For once I had my word picked early for the month. I was ready with February's word about halfway through January. I could feel February coming. Normally, I love this time of year. The change over between terms 1 & 2 always felt fresh as a classroom teacher and when I moved into the library and discovered the OLA Super Conference it was like a much needed reset and recharge to face the last half of the school year.
In a normal year, I would already be in Toronto, at the Metro Toronto Convention Centre. I would have attended a few sessions, had lunch with friends, perhaps even met an author or two. This year I have made a list of the sessions I hope to one day catch up that I missed through out the day today. I did catch half of one yesterday on my lunch and wrote down a few new book titles and authors to look into but it's not the same.
And I know that there are many, many people with much bigger problems than not attending a conference in person.
But it seems to me that as we approach (quite quickly) the one year mark of the pandemic and with what feels like very little light as the end of the tunnel that perhaps these feelings I am having are indicative of something bigger. The #EduKnitNight crew shared and discussed this article awhile back and I think it pretty accurately describes what so many of us are feeling.
Depleted.
Struggle.
Exhausted.
Uncertain.
Hopeless. Helpless.
Right now, as much as I want to attend sessions for the super conference and interact with friends, it feels like another add on. It feels like something else to feel guilty about.
Being home with young children through this has been an experience and many people have asked how we are doing and how we are coping.

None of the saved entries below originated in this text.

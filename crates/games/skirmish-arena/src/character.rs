use std::collections::HashMap;

use skirmish_core::game::{PlayerId, keys};
use skirmish_core::loadout::{AbilityKind, ArchetypeKind, ResolvedLoadout};

use crate::ability::{Ability, AbilityContext};
use crate::geometry::Vec2;
use crate::obstacle::Obstacle;
use crate::weapon::Weapon;
use crate::world::EntityIds;

/// Base stats for an archetype.
#[derive(Debug, Clone, Copy, PartialEq)]
pub struct ArchetypeStats {
    pub speed: f32,
    pub max_hp: f32,
    /// Carried for display; bullet damage comes from the weapon alone.
    pub damage: f32,
    pub radius: f32,
}

pub fn archetype_stats(kind: ArchetypeKind) -> ArchetypeStats {
    match kind {
        ArchetypeKind::Ninja => ArchetypeStats {
            speed: 8.0,
            max_hp: 75.0,
            damage: 1.2,
            radius: 18.0,
        },
        ArchetypeKind::King => ArchetypeStats {
            speed: 3.0,
            max_hp: 200.0,
            damage: 1.5,
            radius: 25.0,
        },
        ArchetypeKind::Berserker => ArchetypeStats {
            speed: 6.0,
            max_hp: 120.0,
            damage: 2.0,
            radius: 22.0,
        },
    }
}

/// Physical state of a character that abilities are allowed to change.
#[derive(Debug, Clone, PartialEq)]
pub struct Body {
    pub pos: Vec2,
    pub radius: f32,
    pub speed: f32,
    pub hp: f32,
    pub max_hp: f32,
    /// Multiplier on incoming damage.
    pub defense: f32,
    /// Facing angle in radians; also the firing direction.
    pub angle: f32,
}

#[derive(Debug, Clone)]
pub struct Character {
    pub id: PlayerId,
    pub name: String,
    pub archetype: ArchetypeKind,
    pub body: Body,
    pub damage: f32,
    pub primary: Weapon,
    pub secondary: Option<Weapon>,
    pub ability: Option<Ability>,
    pub kills: u32,
    pub flashing_timer: f32,
    /// Latest pressed state per key code.
    pub inputs: HashMap<u32, bool>,
    pub is_firing: bool,
    pub spawn: Vec2,
}

impl Character {
    pub fn new(
        id: PlayerId,
        name: Option<&str>,
        loadout: ResolvedLoadout,
        spawn: Vec2,
        bullet_lifetime: Option<f32>,
    ) -> Self {
        let stats = archetype_stats(loadout.archetype);
        let name = name
            .map(str::trim)
            .filter(|n| !n.is_empty())
            .unwrap_or(loadout.archetype.display_name())
            .to_string();
        Self {
            id,
            name,
            archetype: loadout.archetype,
            body: Body {
                pos: spawn,
                radius: stats.radius,
                speed: stats.speed,
                hp: stats.max_hp,
                max_hp: stats.max_hp,
                defense: 1.0,
                angle: 0.0,
            },
            damage: stats.damage,
            primary: Weapon::new(loadout.weapon, bullet_lifetime),
            secondary: loadout
                .secondary
                .map(|kind| Weapon::new(kind, bullet_lifetime)),
            ability: Some(Ability::new(loadout.ability)),
            kills: 0,
            flashing_timer: 0.0,
            inputs: HashMap::new(),
            is_firing: false,
            spawn,
        }
    }

    /// True if any of the given key codes is currently held.
    pub fn is_pressed(&self, codes: &[u32]) -> bool {
        codes
            .iter()
            .any(|c| self.inputs.get(c).copied().unwrap_or(false))
    }

    /// Unit movement direction from held WASD keys.
    pub fn movement_direction(&self, diagonal_factor: f32) -> Vec2 {
        let mut dir = Vec2::ZERO;
        if self.is_pressed(&keys::UP) {
            dir.y = -1.0;
        }
        if self.is_pressed(&keys::DOWN) {
            dir.y = 1.0;
        }
        if self.is_pressed(&keys::LEFT) {
            dir.x = -1.0;
        }
        if self.is_pressed(&keys::RIGHT) {
            dir.x = 1.0;
        }
        if dir.x != 0.0 && dir.y != 0.0 {
            dir = dir * diagonal_factor;
        }
        dir
    }

    pub fn ability_active(&self, kind: AbilityKind) -> bool {
        self.ability
            .as_ref()
            .is_some_and(|a| a.is_active && a.kind == kind)
    }

    /// Exchange primary and secondary weapons. Refused while an ability is
    /// active, since abilities hold stashed stats of the current primary.
    pub fn swap_weapons(&mut self) -> bool {
        if self.ability.as_ref().is_some_and(|a| a.is_active) {
            return false;
        }
        match self.secondary.as_mut() {
            Some(secondary) => {
                std::mem::swap(&mut self.primary, secondary);
                true
            },
            None => false,
        }
    }

    pub fn take_damage(&mut self, amount: f32) {
        self.body.hp = (self.body.hp - amount * self.body.defense).max(0.0);
    }

    pub fn is_dead(&self) -> bool {
        self.body.hp <= 0.0
    }

    /// Try to start the ability. Returns `false` if there is none or it is not idle.
    pub fn initiate_ability(&mut self, obstacles: &mut Vec<Obstacle>, ids: &mut EntityIds) -> bool {
        let Some(ability) = self.ability.as_mut() else {
            return false;
        };
        ability.initiate(&mut AbilityContext {
            body: &mut self.body,
            weapon: &mut self.primary,
            obstacles,
            ids,
        })
    }

    pub fn update_ability(&mut self, dt: f32, obstacles: &mut Vec<Obstacle>, ids: &mut EntityIds) {
        if let Some(ability) = self.ability.as_mut() {
            ability.update(
                dt,
                &mut AbilityContext {
                    body: &mut self.body,
                    weapon: &mut self.primary,
                    obstacles,
                    ids,
                },
            );
        }
    }

    /// Move by `delta`, resolving each axis against obstacles independently so
    /// the character can slide along walls. An obstacle only blocks an axis if
    /// the character does not already overlap it, which lets a character walk
    /// out of a barrier that appeared on top of it.
    pub fn move_by(&mut self, delta: Vec2, obstacles: &[Obstacle]) {
        let pos = self.body.pos;
        let r = self.body.radius;
        let next_x = Vec2::new(pos.x + delta.x, pos.y);
        let next_y = Vec2::new(pos.x, pos.y + delta.y);

        let mut can_move_x = true;
        let mut can_move_y = true;
        for o in obstacles {
            if o.intersects_circle(pos, r) {
                continue;
            }
            if o.intersects_circle(next_x, r) {
                can_move_x = false;
            }
            if o.intersects_circle(next_y, r) {
                can_move_y = false;
            }
        }
        if can_move_x {
            self.body.pos.x = next_x.x;
        }
        if can_move_y {
            self.body.pos.y = next_y.y;
        }
    }

    /// Apply this tick's movement input, sliding along the arena boundary
    /// instead of stopping at it.
    pub fn step_movement(
        &mut self,
        dir: Vec2,
        dt: f32,
        map_radius: f32,
        obstacles: &[Obstacle],
    ) {
        if dir == Vec2::ZERO || dt <= 0.0 {
            return;
        }
        let delta = dir * (self.body.speed * dt);
        let max_dist = (map_radius - self.body.radius).max(0.0);
        let tentative = self.body.pos + delta;
        let delta = if tentative.length() <= max_dist {
            delta
        } else {
            // Project the target back onto the boundary along its radial
            // direction; what is left of the step is its tangential part.
            tentative.normalize_or_zero() * max_dist - self.body.pos
        };
        self.move_by(delta, obstacles);
    }

    /// Pull the character back inside the arena if it ended up outside.
    pub fn clamp_to_arena(&mut self, map_radius: f32) {
        let max_dist = (map_radius - self.body.radius).max(0.0);
        if self.body.pos.length() > max_dist {
            self.body.pos = self.body.pos.normalize_or_zero() * max_dist;
        }
    }

    /// Return to the spawn point at full health with a full magazine and an
    /// idle ability.
    pub fn respawn(&mut self, obstacles: &mut Vec<Obstacle>, ids: &mut EntityIds) {
        if let Some(ability) = self.ability.as_mut() {
            ability.force_end(&mut AbilityContext {
                body: &mut self.body,
                weapon: &mut self.primary,
                obstacles,
                ids,
            });
        }
        self.body.pos = self.spawn;
        self.body.hp = self.body.max_hp;
        self.primary.restock();
        if let Some(secondary) = self.secondary.as_mut() {
            secondary.restock();
        }
    }
}

#[cfg(test)]
mod tests {
    use super::*;
    use skirmish_core::game::Color;
    use skirmish_core::loadout::{Loadout, WeaponKind};

    use crate::ability::AbilityState;
    use crate::geometry::Rect;

    fn character(archetype: &str, weapon: &str) -> Character {
        Character::new(
            1,
            None,
            Loadout::new(archetype, weapon).resolve(),
            Vec2::ZERO,
            Some(100.0),
        )
    }

    fn press(c: &mut Character, code: u32) {
        c.inputs.insert(code, true);
    }

    #[test]
    fn archetype_stats_applied() {
        let ninja = character("ninja", "m4");
        assert_eq!(ninja.body.speed, 8.0);
        assert_eq!(ninja.body.max_hp, 75.0);
        assert_eq!(ninja.body.hp, 75.0);
        assert_eq!(ninja.body.radius, 18.0);
        assert_eq!(ninja.damage, 1.2);
        assert_eq!(ninja.name, "Ninja", "Name defaults to the archetype name");
        assert_eq!(ninja.ability.as_ref().map(|a| a.kind), Some(AbilityKind::Dash));

        let king = character("king", "pistol");
        assert_eq!(king.body.max_hp, 200.0);
        assert_eq!(king.primary.kind, WeaponKind::Pistol);
    }

    #[test]
    fn custom_name_is_used_when_present() {
        let c = Character::new(3, Some("  Zed "), Loadout::default().resolve(), Vec2::ZERO, None);
        assert_eq!(c.name, "Zed");
        let blank = Character::new(3, Some("   "), Loadout::default().resolve(), Vec2::ZERO, None);
        assert_eq!(blank.name, "Berserker");
    }

    #[test]
    fn diagonal_movement_is_normalized() {
        let mut c = character("berserker", "m4");
        press(&mut c, keys::UP[1]);
        press(&mut c, keys::RIGHT[0]);
        let dir = c.movement_direction(std::f32::consts::FRAC_1_SQRT_2);
        assert!((dir.length() - 1.0).abs() < 1e-5);
        assert!(dir.x > 0.0 && dir.y < 0.0);
    }

    #[test]
    fn released_keys_do_not_move() {
        let mut c = character("berserker", "m4");
        c.inputs.insert(keys::LEFT[0], false);
        assert_eq!(c.movement_direction(0.707), Vec2::ZERO);
    }

    #[test]
    fn defense_scales_damage_and_hp_clamps_at_zero() {
        let mut c = character("king", "m4");
        c.body.defense = 0.5;
        c.take_damage(40.0);
        assert_eq!(c.body.hp, 180.0);
        c.take_damage(10_000.0);
        assert_eq!(c.body.hp, 0.0);
        assert!(c.is_dead());
    }

    #[test]
    fn per_axis_collision_slides_along_wall() {
        let mut c = character("berserker", "m4");
        // Wall directly to the right; diagonal move should keep the y part.
        let wall = Obstacle::wall(9, Rect::new(30.0, -100.0, 50.0, 200.0), Color::RED);
        c.move_by(Vec2::new(10.0, 10.0), &[wall]);
        assert_eq!(c.body.pos.x, 0.0, "x movement should be blocked");
        assert_eq!(c.body.pos.y, 10.0, "y movement should slide through");
    }

    #[test]
    fn overlapping_obstacle_does_not_trap() {
        let mut c = character("berserker", "m4");
        let wall = Obstacle::wall(9, Rect::new(-5.0, -5.0, 10.0, 10.0), Color::RED);
        c.move_by(Vec2::new(4.0, 0.0), &[wall]);
        assert_eq!(c.body.pos.x, 4.0);
    }

    #[test]
    fn boundary_move_slides_tangentially() {
        let mut c = character("berserker", "m4");
        let max = 1000.0 - c.body.radius;
        let start = Vec2::new(
            max * std::f32::consts::FRAC_1_SQRT_2,
            max * std::f32::consts::FRAC_1_SQRT_2,
        );
        c.body.pos = start;
        c.step_movement(Vec2::new(1.0, 0.0), 1.0, 1000.0, &[]);
        c.clamp_to_arena(1000.0);
        let moved = c.body.pos - start;
        assert!(moved.length() > 1.0, "Character should slide, moved {moved:?}");
        assert!(moved.y < 0.0, "Sliding along the arc toward +x goes up at 45 degrees");
        assert!(c.body.pos.length() <= max + 1e-3);
    }

    #[test]
    fn respawn_restores_everything() {
        let mut c = character("king", "shotgun");
        c.spawn = Vec2::new(50.0, -20.0);
        let mut obstacles = Vec::new();
        let mut ids = EntityIds::default();
        assert!(c.initiate_ability(&mut obstacles, &mut ids));
        c.take_damage(150.0);
        c.primary.ammo = 1;
        c.body.pos = Vec2::new(300.0, 300.0);

        c.respawn(&mut obstacles, &mut ids);
        assert_eq!(c.body.pos, c.spawn);
        assert_eq!(c.body.max_hp, 200.0, "Enlarge must be reverted");
        assert_eq!(c.body.hp, c.body.max_hp);
        assert_eq!(c.primary.ammo, c.primary.max_ammo);
        let ability = c.ability.as_ref().unwrap();
        assert_eq!(ability.state(), AbilityState::Idle);
        assert_eq!(ability.current_cooldown, 0.0);
        assert_eq!(ability.current_duration, 0.0);
    }

    #[test]
    fn swap_exchanges_weapons_but_not_during_ability() {
        let mut c = Character::new(
            1,
            None,
            Loadout {
                secondary: Some("sniper".into()),
                ..Loadout::new("ninja", "m4")
            }
            .resolve(),
            Vec2::ZERO,
            None,
        );
        assert!(c.swap_weapons());
        assert_eq!(c.primary.kind, WeaponKind::Sniper);
        assert_eq!(c.secondary.as_ref().map(|w| w.kind), Some(WeaponKind::M4));

        let mut obstacles = Vec::new();
        let mut ids = EntityIds::default();
        c.initiate_ability(&mut obstacles, &mut ids);
        assert!(!c.swap_weapons());
        assert_eq!(c.primary.kind, WeaponKind::Sniper);
    }

    #[test]
    fn swap_without_secondary_fails() {
        let mut c = character("ninja", "m4");
        assert!(!c.swap_weapons());
    }
}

For the post part, I'd say really well. We don't push our kids to turn on cameras or attend online school meets if they need a break. We get them outside. They have free time galore to craft, play, read, watch TV or play video games. I have described our parenting style as "free range". There are very few routines or rules- help others out, clean up your mess, brush your teeth.
We have also worked hard to cultivate family evenings to cherish the time that we have together now. My husband isn't arriving home from a 1.5 hour commute late to dinner and just in time to help with bedtime. We aren't rushing out the door to an activity. We listen to music at dinner and eat at the table almost every night. The children set and clear the table. We take turns cooking. We play board games or Mario Kart after dinner. We colour or craft all together. We watch movies and stay up a little later because no one has to commute or get dropped off at a day care in the morning.
And I allow myself one evening a week to join in with #EduKnitNight or a webinar if I feel like it. The girls are very protective of our evening time and do not like when they see me on the computer.
But with the super conference here and started I do have certain obligations for some of the sessions. Others I want to be there to support friends or learn from other library sectors. But the entire time I will feel guilty or I will just skip the ones I can and tell myself I will catch up later with the recording.
But I won't.
Because I have playlists and links and recordings galore I need/want to go back to and watch... but they are just another thing on my to-do list that I can't seem to get to right now. (Or ever.)
So what is my word for February then?
Permission.
I give myself permission so miss sessions that look amazing. I give myself permission to miss one evening with the girls and know it will be okay. I give myself permission to feel depleted. I give myself permission to go on long walks to listen to an audiobook or a podcast and not feel guilty. I give myself permission to watch movies on the couch with the girls and not finish my never ending to-do list.
I give myself permission to grieve what feels like another loss in a year of losses.